There I was, sitting on the bow of the boat. My spirits were still high enough, but not as great as at the outset. Our original goal was to deliver new volunteers to one of the outer islands, Arno, of the Marshall Islands. A resident of the capital island, Majuro, I was permitted to travel with my peers to their villages and teaching sites. However, what began as a magnificent idea was quickly becoming a questionable one. After dropping off our first WorldTeach volunteer at one part of the atoll, we attempted to make the second delivery. But the waves had increased in size and the weather had worsened. Rain poured forth from above, and the strengthening wind whipped an aqueous mixture of sea and sky into our faces. The second drop-off was not possible. Neither was the third. Or the fourth. So there we remained, waiting to receive confirmation that we could return to the capital island. Due to remoteness of our location and the tumultuous weather, our radio barely worked and any phone calls would not go through. As I looked around the vessel, my eyes met with a variety of worn-down souls.
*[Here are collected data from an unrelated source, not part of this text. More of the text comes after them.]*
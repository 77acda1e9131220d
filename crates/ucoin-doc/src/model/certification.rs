//! Identity documents: self-certification, certification and revocation.

use serde::Serialize;

use crate::error::{Error, InvariantViolation};
use crate::grammar::validate_uid;
use crate::model::document::{check_single_signature, DependentDocument, Document, Envelope};
use crate::model::{BlockId, Currency, HexHash, PublicKey, Signature};
use crate::signer::{sign_raw, Signer};

/// An identity binding a uid to a public key at a given time.
#[derive(Debug, Clone, PartialEq, Eq, Serialize)]
pub struct SelfCertification {
    #[serde(flatten)]
    envelope: Envelope,
    pubkey: PublicKey,
    timestamp: u64,
    uid: String,
}

impl SelfCertification {
    /// Creates an unsigned self-certification.
    pub fn new(
        version: u32,
        currency: Currency,
        pubkey: PublicKey,
        timestamp: u64,
        uid: impl Into<String>,
    ) -> Result<Self, InvariantViolation> {
        let uid = uid.into();
        validate_uid(&uid)?;
        Ok(Self {
            envelope: Envelope::new(version, currency),
            pubkey,
            timestamp,
            uid,
        })
    }

    pub fn pubkey(&self) -> &PublicKey {
        &self.pubkey
    }

    pub fn timestamp(&self) -> u64 {
        self.timestamp
    }

    pub fn uid(&self) -> &str {
        &self.uid
    }

    /// The identity owner's signature, if signed.
    pub fn signature(&self) -> Option<&Signature> {
        self.envelope.signatures.first()
    }

    /// Returns a copy carrying the given signatures (at most one).
    pub fn with_signatures(mut self, signatures: Vec<Signature>) -> Result<Self, InvariantViolation> {
        check_single_signature(Self::DOC_TYPE, &signatures)?;
        self.envelope.signatures = signatures;
        Ok(self)
    }

    /// Signs the raw form, replacing any existing signature.
    pub fn sign(&mut self, keys: &[&dyn Signer]) -> Result<(), Error> {
        let signatures = sign_raw(&self.raw(), keys)?;
        check_single_signature(Self::DOC_TYPE, &signatures)?;
        self.envelope.signatures = signatures;
        Ok(())
    }

    /// Consumes the document and returns it signed.
    pub fn signed(mut self, keys: &[&dyn Signer]) -> Result<Self, Error> {
        self.sign(keys)?;
        Ok(self)
    }
}

/// A certification of someone else's identity.
///
/// When the anchoring block is block 0 the block hash is always
/// [`EMPTY_HASH`](crate::limits::EMPTY_HASH), whatever hash was supplied.
#[derive(Debug, Clone, PartialEq, Eq, Serialize)]
pub struct Certification {
    #[serde(flatten)]
    envelope: Envelope,
    pubkey_from: PublicKey,
    pubkey_to: PublicKey,
    block: BlockId,
}

impl Certification {
    /// Creates an unsigned certification from `pubkey_from` to `pubkey_to`.
    pub fn new(
        version: u32,
        currency: Currency,
        pubkey_from: PublicKey,
        pubkey_to: PublicKey,
        blocknumber: u64,
        blockhash: HexHash,
    ) -> Self {
        let blockhash = if blocknumber == 0 {
            HexHash::empty()
        } else {
            blockhash
        };
        Self {
            envelope: Envelope::new(version, currency),
            pubkey_from,
            pubkey_to,
            block: BlockId::new(blocknumber, blockhash),
        }
    }

    pub fn pubkey_from(&self) -> &PublicKey {
        &self.pubkey_from
    }

    pub fn pubkey_to(&self) -> &PublicKey {
        &self.pubkey_to
    }

    pub fn block(&self) -> &BlockId {
        &self.block
    }

    pub fn blocknumber(&self) -> u64 {
        self.block.number
    }

    pub fn blockhash(&self) -> &HexHash {
        &self.block.hash
    }

    /// The certifier's signature, if signed.
    pub fn signature(&self) -> Option<&Signature> {
        self.envelope.signatures.first()
    }

    /// Returns a copy carrying the given signatures (at most one).
    pub fn with_signatures(mut self, signatures: Vec<Signature>) -> Result<Self, InvariantViolation> {
        check_single_signature(Self::DOC_TYPE, &signatures)?;
        self.envelope.signatures = signatures;
        Ok(self)
    }

    /// Signs the raw form built on `selfcert`, replacing any existing signature.
    pub fn sign(&mut self, selfcert: &SelfCertification, keys: &[&dyn Signer]) -> Result<(), Error> {
        let signatures = sign_raw(&self.raw(selfcert), keys)?;
        check_single_signature(Self::DOC_TYPE, &signatures)?;
        self.envelope.signatures = signatures;
        Ok(())
    }
}

/// Revokes a self-certification.
#[derive(Debug, Clone, PartialEq, Eq, Serialize)]
pub struct Revocation {
    #[serde(flatten)]
    envelope: Envelope,
}

impl Revocation {
    /// Creates an unsigned revocation.
    pub fn new(version: u32, currency: Currency) -> Self {
        Self {
            envelope: Envelope::new(version, currency),
        }
    }

    pub fn signature(&self) -> Option<&Signature> {
        self.envelope.signatures.first()
    }

    /// Returns a copy carrying the given signatures (at most one).
    pub fn with_signatures(mut self, signatures: Vec<Signature>) -> Result<Self, InvariantViolation> {
        check_single_signature(Self::DOC_TYPE, &signatures)?;
        self.envelope.signatures = signatures;
        Ok(self)
    }

    /// Signs the raw form built on `selfcert`, replacing any existing signature.
    pub fn sign(&mut self, selfcert: &SelfCertification, keys: &[&dyn Signer]) -> Result<(), Error> {
        let signatures = sign_raw(&self.raw(selfcert), keys)?;
        check_single_signature(Self::DOC_TYPE, &signatures)?;
        self.envelope.signatures = signatures;
        Ok(())
    }
}

impl Document for SelfCertification {
    const DOC_TYPE: &'static str = "SelfCertification";

    fn envelope(&self) -> &Envelope {
        &self.envelope
    }

    fn raw(&self) -> String {
        crate::codec::certification::selfcert_raw(self)
    }
}

impl DependentDocument for Certification {
    const DOC_TYPE: &'static str = "Certification";

    fn envelope(&self) -> &Envelope {
        &self.envelope
    }

    fn raw(&self, selfcert: &SelfCertification) -> String {
        crate::codec::certification::certification_raw(self, selfcert)
    }
}

impl DependentDocument for Revocation {
    const DOC_TYPE: &'static str = "Revocation";

    fn envelope(&self) -> &Envelope {
        &self.envelope
    }

    fn raw(&self, selfcert: &SelfCertification) -> String {
        crate::codec::certification::revocation_raw(selfcert)
    }
}

#[cfg(test)]
mod tests {
    use super::*;
    use crate::limits::EMPTY_HASH;
    use crate::signer::Ed25519Signer;

    fn currency() -> Currency {
        Currency::new("beta_brousouf").unwrap()
    }

    fn selfcert() -> SelfCertification {
        SelfCertification::new(
            1,
            currency(),
            PublicKey::new("HsLShAtzXTVxeUtQd7yi5Z5Zh4zNvbu8sTEZ53nfKcqY").unwrap(),
            1409990782,
            "cat",
        )
        .unwrap()
    }

    #[test]
    fn test_block_zero_forces_empty_hash() {
        let cert = Certification::new(
            1,
            currency(),
            PublicKey::new("8Fi1VSTbjkXguwThF4v2ZxC5whK7pwG2vcGTkPUPjPGU").unwrap(),
            PublicKey::new("HsLShAtzXTVxeUtQd7yi5Z5Zh4zNvbu8sTEZ53nfKcqY").unwrap(),
            0,
            HexHash::new("ABCDEF0123").unwrap(),
        );
        assert_eq!(cert.blockhash().as_str(), EMPTY_HASH);
    }

    #[test]
    fn test_uid_must_be_single_line() {
        let result = SelfCertification::new(
            1,
            currency(),
            PublicKey::new("HsLShAtzXTVxeUtQd7yi5Z5Zh4zNvbu8sTEZ53nfKcqY").unwrap(),
            1,
            "two\nlines",
        );
        assert!(matches!(result, Err(InvariantViolation::Grammar(_))));
    }

    #[test]
    fn test_sign_replaces_signatures() {
        let first = Ed25519Signer::from_seed([1u8; 32]);
        let second = Ed25519Signer::from_seed([2u8; 32]);

        let mut cert = selfcert();
        cert.sign(&[&first]).unwrap();
        let before = cert.signature().cloned();
        cert.sign(&[&second]).unwrap();

        assert_eq!(cert.signatures().len(), 1);
        assert_ne!(cert.signature().cloned(), before);
    }

    #[test]
    fn test_sign_rejects_two_keys() {
        let a = Ed25519Signer::from_seed([1u8; 32]);
        let b = Ed25519Signer::from_seed([2u8; 32]);

        let mut cert = selfcert();
        let result = cert.sign(&[&a, &b]);
        assert!(matches!(
            result,
            Err(Error::Invariant(InvariantViolation::TooManySignatures { actual: 2, .. }))
        ));
        assert!(cert.signature().is_none());
    }

    #[test]
    fn test_revocation_signature_covers_selfcert() {
        let key = Ed25519Signer::from_seed([3u8; 32]);
        let selfcert = selfcert().signed(&[&key]).unwrap();

        let mut revocation = Revocation::new(1, currency());
        revocation.sign(&selfcert, &[&key]).unwrap();

        let raw = revocation.raw(&selfcert);
        let sig = revocation.signature().unwrap();
        assert!(key.verify(raw.as_bytes(), sig));
    }
}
More than half of the travelers were seasick, Marshallese and American alike. My smile was fading as quickly as my thoughts of adventure. What had I gotten myself into?
Although the truest of tales, the previous story perfectly analogizes my overall experience in the Marshall Islands. I came to the beautiful islands with thoughts of grandeur and change. I desired to make the world a better place. I hoped to drink the world and taste the sweetness of the journey’s honey. My first time outside of the States, my nerves were overtaken by the stronger feelings of glee and excitement. From the beginning, my time in the islands was magical. The people I met pushed me to become a better person. The culture, the language, the lifestyle, I loved everything about being “rimajel.” Yet, typical to most undertakings, the original euphoria slowly disappeared once the difficulty of living in a new country started to set in. Without my family and friends, homesickness became a reality. My profession changed. My language changed. My diet changed. My living arrangements changed. Everything and anything I knew before the Marshalls transformed. Teaching was definitely an incredible challenge, especially given the status of education in the country. Similar to the treacherous seafaring, I constantly asked myself that prior question. What had I gotten myself into?
Thankfully, the captain made the ultimate decision to head back. Goodbye Arno. Hello Majuro, safety, warmth, and solid ground. Before I stepped on the boat, I was told that our time on the water would last 2 hours or so. The truth was 10 hours of storm. Still, what began as a glorious day, and then took a turn for the worse, just as quickly reversed course. As we neared the opening of the Majuro atoll, the sun broke through the dark clouds above and embraced us all with its emboldening rays. The smiles were back. The high spirits were revitalized. We had conquered the battle with Poseidon. And to show his respect, his gift from below rushed to the surface. The most majestic dolphins you could ever ask for blessed us with their presence, swimming alongside our boat and guiding us to the channel. The tempest was a distant memory of the past. Pure joy was our new present.
In much the same way, my experience as a WorldTeach volunteer underwent that process. The period of confusion and concern eventually gave way to bliss and gratitude. In the end, to adapt to all of the changes, I too changed. What had I gotten myself into? The greatest adventure of my life. The people I met, the students I taught, the trials I overcame, the personal growth I faced, I would not want it any other way. I love the Marshall Islands, so much so that I am still here. And akin to the stormy waters of the sea, the darkness is gone and only assurance remains.